Scientific classification
- Kingdom: Animalia
- Phylum: Chordata
- Class: Mammalia
- Order: Rodentia
- Family: Cricetidae
- Subfamily: Arvicolinae
- Genus: Lasiopodomys
- Species: L. brandtii
- Binomial name: Lasiopodomys brandtii (Radde, 1861)
- Synonyms: L. aga (Kastschenko, 1912) L. hangaicus (Bannikov, 1948) L. warringtoni (Miller, 1913) Microtus brandti aga (Kastschenko, 1912) Microtus warringtoni (Miller, 1913)

= Brandt's vole =

- Genus: Lasiopodomys
- Species: brandtii
- Authority: (Radde, 1861)
- Conservation status: LC
- Synonyms: L. aga (Kastschenko, 1912), L. hangaicus (Bannikov, 1948), L. warringtoni (Miller, 1913), Microtus brandti aga (Kastschenko, 1912), Microtus warringtoni (Miller, 1913)

Species of rodent

Brandt's vole, (Lasiopodomys brandtii), also known as the steppe vole, is a species of rodent in the family Cricetidae. It is native to shrublands and grasslands in Russia, Mongolia and northern China.

==Characteristics==
Brandt's vole is about 15 cm long with a tail up to 3.5 cm long. Its ears are small and the short fur is uniform sandy-brown, paler underneath. The tail is entirely brown and there are dense hairs on the hind part of the feet.

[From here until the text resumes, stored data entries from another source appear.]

//! End-to-end tests of the `qh` binary.
//!
//! Providers stay disabled, so these cover everything that runs without a
//! model: setup, the demo database, direct SQL, the chat log, and the
//! error paths of the model-backed commands.

use std::fs;
use std::path::{Path, PathBuf};
use std::process::{Command, Output};
use tempfile::TempDir;

fn qh_binary() -> PathBuf {
    let mut path = std::env::current_exe().unwrap();
    path.pop(); // remove test binary name
    path.pop(); // remove deps/
    path.push("qh");
    path
}

fn setup_test_env() -> (TempDir, PathBuf) {
    let tmp = TempDir::new().unwrap();
    let root = tmp.path().to_path_buf();

    let config_dir = root.join("config");
    fs::create_dir_all(&config_dir).unwrap();

    let docs_dir = root.join("docs");
    fs::create_dir_all(&docs_dir).unwrap();
    fs::write(docs_dir.join("receipt.png"), [0x89, b'P', b'N', b'G']).unwrap();
    fs::write(
        docs_dir.join("handbook.md"),
        "# Handbook\n\nVacation allowance is twenty days per year.",
    )
    .unwrap();

    let config_content = format!(
        r#"[db]
path = "{root}/data/qh.sqlite"

[chunking]
size = 200
overlap = 20

[sql]
database = "{root}/data/student.db"
history_path = "{root}/data/history.json"

[chat]
history_path = "{root}/data/chat.json"

[server]
bind = "127.0.0.1:7341"
"#,
        root = root.display()
    );

    let config_path = config_dir.join("qh.toml");
    fs::write(&config_path, config_content).unwrap();

    (tmp, config_path)
}

fn run_qh(config_path: &Path, args: &[&str]) -> Output {
    Command::new(qh_binary())
        .arg("--config")
        .arg(config_path)
        .args(args)
        .env_remove("RUST_LOG")
        .output()
        .expect("failed to run qh")
}

fn stdout(output: &Output) -> String {
    String::from_utf8_lossy(&output.stdout).to_string()
}

fn stderr(output: &Output) -> String {
    String::from_utf8_lossy(&output.stderr).to_string()
}

#[test]
fn test_init_creates_database() {
    let (tmp, config) = setup_test_env();
    let output = run_qh(&config, &["init"]);
    assert!(output.status.success(), "init failed: {}", stderr(&output));
    assert!(stdout(&output).contains("Database initialized"));
    assert!(tmp.path().join("data/qh.sqlite").exists());

    // Running twice is fine
    let output = run_qh(&config, &["init"]);
    assert!(output.status.success());
}

#[test]
fn test_seed_demo_then_exec() {
    let (tmp, config) = setup_test_env();

    let output = run_qh(&config, &["sql", "seed-demo"]);
    assert!(output.status.success(), "seed-demo failed: {}", stderr(&output));
    assert!(stdout(&output).contains("5 rows"));
    assert!(tmp.path().join("data/student.db").exists());

    let output = run_qh(&config, &["sql", "exec", "SELECT COUNT(*) FROM STUDENT;"]);
    assert!(output.status.success(), "exec failed: {}", stderr(&output));
    let out = stdout(&output);
    assert!(out.contains("COUNT(*)"));
    assert!(out.lines().any(|l| l.trim() == "5"));
    assert!(out.contains("(1 row)"));
}

#[test]
fn test_exec_invalid_sql_fails() {
    let (_tmp, config) = setup_test_env();
    run_qh(&config, &["sql", "seed-demo"]);

    let output = run_qh(&config, &["sql", "exec", "SELEC BAD SYNTAX"]);
    assert!(!output.status.success());
    assert!(stderr(&output).contains("execution failed"));
}

#[test]
fn test_schema_lists_student_table() {
    let (_tmp, config) = setup_test_env();
    run_qh(&config, &["sql", "seed-demo"]);

    let output = run_qh(&config, &["sql", "schema"]);
    assert!(output.status.success(), "schema failed: {}", stderr(&output));
    assert!(stdout(&output).contains("STUDENT(ID INTEGER, NAME VARCHAR(25)"));
}

#[test]
fn test_sql_without_database_fails() {
    let (_tmp, config) = setup_test_env();
    let output = run_qh(&config, &["sql", "schema"]);
    assert!(!output.status.success());
    assert!(stderr(&output).contains("seed-demo"));
}

#[test]
fn test_history_starts_empty() {
    let (_tmp, config) = setup_test_env();
    let output = run_qh(&config, &["sql", "history"]);
    assert!(output.status.success(), "history failed: {}", stderr(&output));
    assert!(stdout(&output).contains("No queries yet."));
}

#[test]
fn test_index_list_empty() {
    let (_tmp, config) = setup_test_env();
    let output = run_qh(&config, &["index", "list"]);
    assert!(output.status.success(), "list failed: {}", stderr(&output));
    assert!(stdout(&output).contains("No indexes."));
}

#[test]
fn test_ask_missing_index_fails() {
    let (_tmp, config) = setup_test_env();
    let output = run_qh(&config, &["ask", "How many vacation days?", "--index", "handbook"]);
    assert!(!output.status.success());
    assert!(stderr(&output).contains("index not found: handbook"));
}

#[test]
fn test_index_build_needs_embedding_provider() {
    let (tmp, config) = setup_test_env();
    let doc = tmp.path().join("docs/handbook.md");
    let output = run_qh(
        &config,
        &["index", "build", "handbook", doc.to_str().unwrap()],
    );
    assert!(!output.status.success());
    assert!(stderr(&output).contains("embedding failed"));

    let output = run_qh(&config, &["index", "list"]);
    assert!(stdout(&output).contains("No indexes."));
}

#[test]
fn test_index_build_without_inputs_fails() {
    let (_tmp, config) = setup_test_env();
    let output = run_qh(&config, &["index", "build", "handbook"]);
    assert!(!output.status.success());
    assert!(stderr(&output).contains("No input files"));
}

#[test]
fn test_drop_missing_index_fails() {
    let (_tmp, config) = setup_test_env();
    let output = run_qh(&config, &["index", "drop", "nope"]);
    assert!(!output.status.success());
    assert!(stderr(&output).contains("No index named 'nope'"));
}

#[test]
fn test_summarize_rejects_bad_length() {
    let (_tmp, config) = setup_test_env();
    let output = run_qh(&config, &["summarize", "some text", "--length", "epic"]);
    assert!(!output.status.success());
}

#[test]
fn test_generate_needs_generation_provider() {
    let (_tmp, config) = setup_test_env();
    let output = run_qh(&config, &["generate", "Say hello"]);
    assert!(!output.status.success());
    assert!(stderr(&output).contains("generation failed"));
}

#[test]
fn test_image_needs_generation_provider() {
    let (tmp, config) = setup_test_env();
    let image = tmp.path().join("docs/receipt.png");
    let output = run_qh(&config, &["image", "describe", image.to_str().unwrap()]);
    assert!(!output.status.success());
    let err = stderr(&output);
    assert!(err.contains("generation failed"));
    assert!(err.contains("disabled"));
}

#[test]
fn test_image_rejects_non_image_file() {
    let (tmp, config) = setup_test_env();
    let doc = tmp.path().join("docs/handbook.md");
    let output = run_qh(&config, &["image", "calories", doc.to_str().unwrap()]);
    assert!(!output.status.success());
    assert!(stderr(&output).contains("Unsupported image type"));
}

#[test]
fn test_custom_invoice_needs_query() {
    let (tmp, config) = setup_test_env();
    let image = tmp.path().join("docs/receipt.png");
    let output = run_qh(
        &config,
        &["image", "invoice", image.to_str().unwrap(), "--extract", "custom"],
    );
    assert!(!output.status.success());
    assert!(stderr(&output).contains("needs a request"));
}

#[test]
fn test_chat_history_and_clear() {
    let (tmp, config) = setup_test_env();
    let output = run_qh(&config, &["chat", "--history"]);
    assert!(output.status.success());
    assert!(stdout(&output).contains("No conversation yet."));

    let output = run_qh(&config, &["chat", "Hello there"]);
    assert!(!output.status.success());
    assert!(stderr(&output).contains("generation failed"));
    assert!(!tmp.path().join("data/chat.json").exists());

    let output = run_qh(&config, &["chat", "--clear"]);
    assert!(output.status.success());
    assert!(stdout(&output).contains("Conversation cleared."));
    let saved = fs::read_to_string(tmp.path().join("data/chat.json")).unwrap();
    assert!(saved.contains("\"messages\": []"));
}

#[test]
fn test_invalid_config_is_rejected() {
    let (tmp, _config) = setup_test_env();
    let bad = tmp.path().join("config/bad.toml");
    fs::write(&bad, "[chunking]\nsize = 10\noverlap = 10\n").unwrap();
    let output = run_qh(&bad, &["index", "list"]);
    assert!(!output.status.success());
    assert!(stderr(&output).contains("chunking.overlap"));
}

==Distribution and habitat==
Brandt's vole is found in Nei Mongol, Jilin, and Hebei provinces in north-east China, in Mongolia and southern Transbaikalia in Russia. Brandt's vole is commonly found in grassland areas. Its typical habitat is dry steppes and pastures. Its sometimes also found in lakeside meadows and river valleys.

==Behaviour and ecology==
Brandt's vole is a colonial species. Each family establishes a network of burrows with several entrances, long passages, storerooms, and nesting chambers. The voles are active during both the day and night and their behaviour varies at different times of year. They feed on both the underground and aerial parts of plants. Large stores of food are laid up before the winter and the energy intake of the voles seems to be correlated with the length of day. There are four or five broods each year, with each litter consisting of about seven young. Population levels are subject to wide swings. Under unfavourable conditions, this vole can be wiped out of some of the regions in which it is normally found, but when the conditions are right, mass outbreaks can occur. This periodically happens in Mongolia when millions of hectares of pasture are invaded. Under this onslaught, the pastures can become very bare, poor subsoil can be brought to the surface by burrowing activities and coarse weeds can become established, seriously harming the grazing for domestic animals.

=== Cold adaptations ===
When exposed to cold temperatures, voles increase their resting metabolic rate. This increase is caused by increased activity from mitochondria in the vole's brown fat, as more energy is used in nonshivering thermogenesis to generate heat. Nonshivering thermogenesis, decreased serum leptin levels, fat mobilization, and hyperphagia are all associated adaptations that the Brandt's voles undergoes in cold environments. Hyperphagia leading to increased food intake is highest in colder months, but voles expend so much energy during this period that they weigh less in summer months.